Seattlest reports on a skit that precedes Adam Sandler’s Click by 20 years: “The premise of Click is pretty thin which is odd for Sandler who normally goes for “high concept” type stuff (moron goes back to school, moron joins the PGA, moron’s the devil). This time a moron gets… hold of a remote control that can manipulate the people around him. Fast forward through his wife’s ranting, pause his boss so he can punch him in the face a few times – that kind of thing. It has to be a difficult gag to drag out over 90 minutes, especially when you consider that [“Total Control,”] the ‘Almost Live’ bit it was stolen from barely manged to strangle three minutes of humor from it [for which] Scott Schaefer won a Northwest Emmy for in 1985.” In an email to Seattlest, Schaefer said, “At the time, we thought it was pretty cool to do the special effect of [a character] walking forward while everyone in the entire Northgate Mall was “walking backwards.” Of course, it was nothing more than shooting Keister walking backwards while holding the remote, then playing the tape backwards.

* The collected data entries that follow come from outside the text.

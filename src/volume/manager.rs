//! Volume lifecycle manager
//!
//! Sole owner of volume records. A volume name maps to exactly one physical
//! device for its whole life: detaching and reattaching rebinds the same
//! `storage_id`, and only `destroy` gives the device back to the backend.
//!
//! State machine:
//!
//! ```text
//! absent --create--> creating --attach--> attached <--reattach-- detached
//!                                            |                      ^
//!                                            +--------detach--------+
//! creating | detached --attach failure--> error --create--> creating
//! creating | detached | error --destroy--> absent
//! ```

use super::backend::StorageBackend;
use crate::common::{
    validate_name, BusyReason, Error, Result, RetryPolicy, VolumeConfig, METRICS,
};
use chrono::{DateTime, Utc};
use parking_lot::Mutex;
use serde::{Deserialize, Serialize};
use std::collections::BTreeMap;
use std::sync::Arc;
use uuid::Uuid;

#[derive(Debug, Clone, Copy, PartialEq, Eq, Serialize, Deserialize)]
#[serde(rename_all = "lowercase")]
pub enum VolumeState {
    Absent,
    Creating,
    Attached,
    Detached,
    Error,
}

impl std::fmt::Display for VolumeState {
    fn fmt(&self, f: &mut std::fmt::Formatter<'_>) -> std::fmt::Result {
        let s = match self {
            VolumeState::Absent => "absent",
            VolumeState::Creating => "creating",
            VolumeState::Attached => "attached",
            VolumeState::Detached => "detached",
            VolumeState::Error => "error",
        };
        f.write_str(s)
    }
}

#[derive(Debug, Clone, PartialEq, Eq, Serialize, Deserialize)]
pub struct Volume {
    pub name: String,
    /// Identity of the physical device
    pub storage_id: Uuid,
    pub state: VolumeState,
    /// Owning workload while attached
    pub owner: Option<String>,
    pub created_at: DateTime<Utc>,
    pub detached_at: Option<DateTime<Utc>>,
}

pub struct VolumeManager {
    volumes: Mutex<BTreeMap<String, Volume>>,
    backend: Arc<dyn StorageBackend>,
    destroy_retry: RetryPolicy,
}

/// How a bind request reached the volume
#[derive(Debug, Clone, Copy, PartialEq, Eq)]
enum Bind {
    Attach,
    Reattach,
    Reuse,
}

impl Bind {
    fn as_str(self) -> &'static str {
        match self {
            Bind::Attach => "attach",
            Bind::Reattach => "reattach",
            Bind::Reuse => "reuse",
        }
    }
}

impl VolumeManager {
    pub fn new(backend: Arc<dyn StorageBackend>) -> Self {
        Self {
            volumes: Mutex::new(BTreeMap::new()),
            backend,
            destroy_retry: VolumeConfig::default().destroy_retry,
        }
    }

    /// Policy used by [`destroy_with_default_retry`](Self::destroy_with_default_retry)
    pub fn with_destroy_retry(mut self, policy: RetryPolicy) -> Self {
        self.destroy_retry = policy;
        self
    }

    pub fn destroy_retry(&self) -> &RetryPolicy {
        &self.destroy_retry
    }

    /// Provision a new volume. It stays `creating` until bound to a workload.
    ///
    /// A name held by a volume in `error` is re-provisioned in place once the
    /// backend has released the broken device. If the release fails the error
    /// record, and with it the old `storage_id`, is kept.
    pub fn create(&self, name: &str) -> Result<Volume> {
        validate_name(name)?;
        let mut volumes = self.volumes.lock();
        self.create_locked(&mut volumes, name)
    }

    fn create_locked(
        &self,
        volumes: &mut BTreeMap<String, Volume>,
        name: &str,
    ) -> Result<Volume> {
        if let Some(existing) = volumes.get(name) {
            if existing.state != VolumeState::Error {
                return Err(Error::VolumeAlreadyExists(name.to_string()));
            }
            tracing::warn!(volume = name, "Re-provisioning volume left in error state");
            if let Err(e) = self.backend.release(existing.storage_id) {
                tracing::error!(
                    volume = name,
                    storage_id = %existing.storage_id,
                    error = %e,
                    "Could not release broken device, keeping error record"
                );
                return Err(e);
            }
        }

        let storage_id = self.backend.provision(name)?;
        let volume = Volume {
            name: name.to_string(),
            storage_id,
            state: VolumeState::Creating,
            owner: None,
            created_at: Utc::now(),
            detached_at: None,
        };
        volumes.insert(name.to_string(), volume.clone());
        METRICS.volume_transitions.inc();
        tracing::info!(volume = name, %storage_id, "Volume created");
        Ok(volume)
    }

    /// Bind a `creating` or `detached` volume to `workload_id`
    pub fn attach(&self, name: &str, workload_id: &str) -> Result<Volume> {
        let mut volumes = self.volumes.lock();
        self.bind_locked(&mut volumes, name, workload_id, Bind::Attach)
    }

    /// Rebind a detached volume, possibly to a different workload. The
    /// underlying device is reused. A volume still `creating` has never been
    /// bound and must go through [`attach`](Self::attach).
    pub fn reattach(&self, name: &str, workload_id: &str) -> Result<Volume> {
        let mut volumes = self.volumes.lock();
        self.bind_locked(&mut volumes, name, workload_id, Bind::Reattach)
    }

    fn bind_locked(
        &self,
        volumes: &mut BTreeMap<String, Volume>,
        name: &str,
        workload_id: &str,
        bind: Bind,
    ) -> Result<Volume> {
        let volume = volumes
            .get_mut(name)
            .ok_or_else(|| Error::VolumeNotFound(name.to_string()))?;

        match volume.state {
            VolumeState::Attached => {
                return match volume.owner.as_deref() {
                    Some(owner) if owner == workload_id => Ok(volume.clone()),
                    owner => Err(Error::VolumeBusy {
                        name: name.to_string(),
                        reason: BusyReason::AttachedTo(owner.unwrap_or_default().to_string()),
                    }),
                };
            }
            VolumeState::Error => {
                return Err(Error::Storage(format!(
                    "volume {} is in error state and must be recreated",
                    name
                )));
            }
            VolumeState::Creating if bind == Bind::Reattach => {
                return Err(Error::InvalidTransition {
                    name: name.to_string(),
                    operation: bind.as_str().to_string(),
                    state: volume.state.to_string(),
                });
            }
            VolumeState::Creating | VolumeState::Detached | VolumeState::Absent => {}
        }

        if let Err(e) = self.backend.attach(volume.storage_id, workload_id) {
            tracing::error!(volume = name, workload = workload_id, error = %e, "Attach failed");
            volume.state = VolumeState::Error;
            volume.owner = None;
            return Err(e);
        }

        volume.state = VolumeState::Attached;
        volume.owner = Some(workload_id.to_string());
        volume.detached_at = None;
        METRICS.volume_transitions.inc();
        tracing::info!(
            volume = name,
            workload = workload_id,
            storage_id = %volume.storage_id,
            op = bind.as_str(),
            "Volume attached"
        );
        Ok(volume.clone())
    }

    /// `attached -> detached`. The device is kept. Detaching a volume that is
    /// not attached is a no-op.
    pub fn detach(&self, name: &str) -> Result<Volume> {
        let mut volumes = self.volumes.lock();
        let volume = volumes
            .get_mut(name)
            .ok_or_else(|| Error::VolumeNotFound(name.to_string()))?;
        self.detach_record(volume)
    }

    /// Detach `name` only while it is bound to `workload_id`. A volume owned
    /// by another workload, or by none, is left alone.
    pub fn detach_from(&self, name: &str, workload_id: &str) -> Result<Volume> {
        let mut volumes = self.volumes.lock();
        let volume = volumes
            .get_mut(name)
            .ok_or_else(|| Error::VolumeNotFound(name.to_string()))?;

        if volume.owner.as_deref() != Some(workload_id) {
            tracing::debug!(
                volume = name,
                workload = workload_id,
                owner = ?volume.owner,
                "Volume not owned by workload, leaving it bound"
            );
            return Ok(volume.clone());
        }
        self.detach_record(volume)
    }

    fn detach_record(&self, volume: &mut Volume) -> Result<Volume> {
        if volume.state != VolumeState::Attached {
            tracing::debug!(volume = %volume.name, state = %volume.state, "Detach is a no-op");
            return Ok(volume.clone());
        }

        self.backend.detach(volume.storage_id)?;
        let previous = volume.owner.take();
        volume.state = VolumeState::Detached;
        volume.detached_at = Some(Utc::now());
        METRICS.volume_transitions.inc();
        tracing::info!(volume = %volume.name, workload = ?previous, "Volume detached");
        Ok(volume.clone())
    }

    /// Scale-up entry point: bind an existing volume or create one. Lookup,
    /// provisioning and bind happen under a single lock.
    pub fn create_or_reuse(&self, name: &str, workload_id: &str) -> Result<Volume> {
        validate_name(name)?;
        let mut volumes = self.volumes.lock();
        let reusable = volumes
            .get(name)
            .is_some_and(|v| v.state != VolumeState::Error);

        let bind = if reusable {
            Bind::Reuse
        } else {
            self.create_locked(&mut volumes, name)?;
            Bind::Attach
        };
        self.bind_locked(&mut volumes, name, workload_id, bind)
    }

    /// Permanently remove the volume and its device.
    ///
    /// An attached volume is never detached implicitly. The backend may
    /// report the device busy for a while after detach; that error is
    /// transient and the record is kept so the call can be repeated.
    pub fn destroy(&self, name: &str) -> Result<()> {
        let mut volumes = self.volumes.lock();
        let volume = volumes
            .get(name)
            .ok_or_else(|| Error::VolumeNotFound(name.to_string()))?;

        if volume.state == VolumeState::Attached {
            METRICS.volume_destroy_busy.inc();
            return Err(Error::VolumeBusy {
                name: name.to_string(),
                reason: BusyReason::AttachedTo(volume.owner.clone().unwrap_or_default()),
            });
        }

        if let Err(e) = self.backend.release(volume.storage_id) {
            METRICS.volume_destroy_busy.inc();
            tracing::warn!(volume = name, error = %e, "Destroy refused by storage backend");
            return Err(e);
        }

        volumes.remove(name);
        METRICS.volume_transitions.inc();
        tracing::info!(volume = name, "Volume destroyed");
        Ok(())
    }

    /// [`destroy`](Self::destroy), retrying transient busy errors under `policy`
    pub async fn destroy_with_retry(&self, name: &str, policy: &RetryPolicy) -> Result<()> {
        policy
            .run("destroy volume", || {
                let result = self.destroy(name);
                async move { result }
            })
            .await
    }

    /// [`destroy_with_retry`](Self::destroy_with_retry) under the configured policy
    pub async fn destroy_with_default_retry(&self, name: &str) -> Result<()> {
        self.destroy_with_retry(name, &self.destroy_retry).await
    }

    pub fn get(&self, name: &str) -> Result<Volume> {
        self.volumes
            .lock()
            .get(name)
            .cloned()
            .ok_or_else(|| Error::VolumeNotFound(name.to_string()))
    }

    /// State of `name`, `Absent` when unknown
    pub fn state(&self, name: &str) -> VolumeState {
        self.volumes
            .lock()
            .get(name)
            .map(|v| v.state)
            .unwrap_or(VolumeState::Absent)
    }

    pub fn list(&self) -> Vec<Volume> {
        self.volumes.lock().values().cloned().collect()
    }
}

Woo hoo… As an aside, this also highlights the fact that either remote television control technology hasn’t advanced an inch since 1985 or this movie was written by really old guys. In the trailer Sandler uses the remote to pause, fast-forward and play in slow motion. And, sadly, that’s about all a television remote did in 1985 and that’s all it can do today unless you count split-screen/picture-in-picture, menues, pay-per-view purchasing and your basic DVR/Tivo functionality.” [The original “Almost Live” skit is on YouTube here; Link courtesy of the Oregonian’s “Mad About Movies,” collated by Shawn Levy, who notes that “Almost Live” was a wonderful treat—a truly local show that was wedged for 15 minutes between the end of the 11 o’clock news and the start of “Saturday Night Live” on the Seattle NBC affiliate.”]
Well, the basic premise goes even further back than that: William Castle’s 1962 comedy ZOTZ!, about a magic coin that behaves pretty much the same way. Around that time there was also a “Twilight Zone” episode about a literal “stopwatch.” It’s all been done before.